** Description of the task **
Check every line of the data below for "None". Copy each one that has it.

(Collected data entries)
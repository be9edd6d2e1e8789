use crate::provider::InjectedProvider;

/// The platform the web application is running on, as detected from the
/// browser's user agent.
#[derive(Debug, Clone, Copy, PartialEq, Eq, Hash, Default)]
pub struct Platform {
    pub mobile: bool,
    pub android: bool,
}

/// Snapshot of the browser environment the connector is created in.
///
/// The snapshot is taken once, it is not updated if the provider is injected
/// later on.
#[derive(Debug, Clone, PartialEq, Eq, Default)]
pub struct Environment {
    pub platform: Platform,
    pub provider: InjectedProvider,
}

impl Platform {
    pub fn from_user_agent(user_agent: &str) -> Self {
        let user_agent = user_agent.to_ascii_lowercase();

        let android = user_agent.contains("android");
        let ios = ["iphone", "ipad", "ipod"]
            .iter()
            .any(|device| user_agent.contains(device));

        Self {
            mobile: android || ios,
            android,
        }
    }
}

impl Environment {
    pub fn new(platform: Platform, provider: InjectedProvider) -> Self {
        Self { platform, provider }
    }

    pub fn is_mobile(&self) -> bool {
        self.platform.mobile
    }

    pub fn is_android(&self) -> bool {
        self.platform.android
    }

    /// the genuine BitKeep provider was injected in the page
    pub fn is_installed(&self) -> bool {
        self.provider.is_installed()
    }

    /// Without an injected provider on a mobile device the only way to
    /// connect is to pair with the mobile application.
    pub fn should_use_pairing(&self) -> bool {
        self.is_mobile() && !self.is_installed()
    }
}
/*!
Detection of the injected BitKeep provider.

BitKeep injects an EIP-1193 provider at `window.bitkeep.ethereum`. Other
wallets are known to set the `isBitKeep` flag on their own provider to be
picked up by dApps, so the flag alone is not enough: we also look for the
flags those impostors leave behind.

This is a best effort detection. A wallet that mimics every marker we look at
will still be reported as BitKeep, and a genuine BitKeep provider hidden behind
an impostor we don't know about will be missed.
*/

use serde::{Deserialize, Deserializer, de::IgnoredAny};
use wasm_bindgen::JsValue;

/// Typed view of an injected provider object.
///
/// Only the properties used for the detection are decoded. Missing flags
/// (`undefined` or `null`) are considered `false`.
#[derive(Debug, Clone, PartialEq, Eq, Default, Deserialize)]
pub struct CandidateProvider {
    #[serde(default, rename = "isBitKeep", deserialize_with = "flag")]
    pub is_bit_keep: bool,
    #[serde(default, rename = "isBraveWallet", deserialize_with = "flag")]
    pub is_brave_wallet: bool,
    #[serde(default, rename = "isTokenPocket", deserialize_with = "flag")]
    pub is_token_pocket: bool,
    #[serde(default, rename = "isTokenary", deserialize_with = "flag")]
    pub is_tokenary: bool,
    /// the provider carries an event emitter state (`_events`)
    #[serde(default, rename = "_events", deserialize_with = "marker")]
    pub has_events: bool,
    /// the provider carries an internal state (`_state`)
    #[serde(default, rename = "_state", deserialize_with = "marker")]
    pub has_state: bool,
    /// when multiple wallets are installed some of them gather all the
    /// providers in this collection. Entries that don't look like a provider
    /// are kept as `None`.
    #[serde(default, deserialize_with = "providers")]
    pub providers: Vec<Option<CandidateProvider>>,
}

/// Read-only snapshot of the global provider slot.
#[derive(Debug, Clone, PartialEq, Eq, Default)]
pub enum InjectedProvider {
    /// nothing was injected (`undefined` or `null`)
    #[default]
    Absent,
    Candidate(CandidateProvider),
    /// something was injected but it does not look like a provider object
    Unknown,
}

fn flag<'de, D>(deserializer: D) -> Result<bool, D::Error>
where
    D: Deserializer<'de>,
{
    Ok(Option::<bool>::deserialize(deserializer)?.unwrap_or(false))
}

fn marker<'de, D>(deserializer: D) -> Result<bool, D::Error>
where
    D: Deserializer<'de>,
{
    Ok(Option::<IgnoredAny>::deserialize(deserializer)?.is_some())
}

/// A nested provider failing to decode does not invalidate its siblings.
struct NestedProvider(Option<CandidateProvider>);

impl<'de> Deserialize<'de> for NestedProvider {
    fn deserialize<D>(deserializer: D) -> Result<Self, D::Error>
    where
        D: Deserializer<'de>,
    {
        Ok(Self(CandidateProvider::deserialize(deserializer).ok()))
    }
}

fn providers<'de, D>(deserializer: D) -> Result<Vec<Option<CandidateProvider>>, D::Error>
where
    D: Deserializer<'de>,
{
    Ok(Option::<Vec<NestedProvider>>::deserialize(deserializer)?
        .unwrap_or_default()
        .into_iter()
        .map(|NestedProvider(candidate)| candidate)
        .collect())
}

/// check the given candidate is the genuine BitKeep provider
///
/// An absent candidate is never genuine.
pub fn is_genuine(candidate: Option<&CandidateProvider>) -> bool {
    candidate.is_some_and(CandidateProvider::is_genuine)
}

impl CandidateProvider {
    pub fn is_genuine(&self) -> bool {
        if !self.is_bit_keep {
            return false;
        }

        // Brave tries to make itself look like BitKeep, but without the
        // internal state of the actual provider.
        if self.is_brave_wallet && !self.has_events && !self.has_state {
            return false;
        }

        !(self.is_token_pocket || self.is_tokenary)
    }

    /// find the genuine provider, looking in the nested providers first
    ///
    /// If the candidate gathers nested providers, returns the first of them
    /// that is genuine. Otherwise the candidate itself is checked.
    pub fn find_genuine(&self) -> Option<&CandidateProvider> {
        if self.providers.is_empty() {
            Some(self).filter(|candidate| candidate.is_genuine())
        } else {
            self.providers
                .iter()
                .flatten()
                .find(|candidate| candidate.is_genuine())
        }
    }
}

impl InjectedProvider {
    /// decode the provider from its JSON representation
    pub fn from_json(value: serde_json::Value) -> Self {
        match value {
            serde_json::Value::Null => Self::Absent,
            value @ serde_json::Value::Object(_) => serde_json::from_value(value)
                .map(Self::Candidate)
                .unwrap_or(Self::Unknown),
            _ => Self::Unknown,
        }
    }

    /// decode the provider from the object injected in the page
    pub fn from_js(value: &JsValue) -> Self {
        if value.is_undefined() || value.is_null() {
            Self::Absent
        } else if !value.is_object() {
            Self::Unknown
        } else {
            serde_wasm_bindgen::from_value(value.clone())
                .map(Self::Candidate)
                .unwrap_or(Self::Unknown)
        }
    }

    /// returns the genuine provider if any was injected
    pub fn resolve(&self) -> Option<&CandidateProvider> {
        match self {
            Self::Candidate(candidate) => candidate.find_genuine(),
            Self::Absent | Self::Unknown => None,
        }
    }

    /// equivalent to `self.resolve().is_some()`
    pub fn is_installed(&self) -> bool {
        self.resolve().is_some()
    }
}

** Problem solution **
    /// are kept as `None`.
            Self::Absent | Self::Unknown => None,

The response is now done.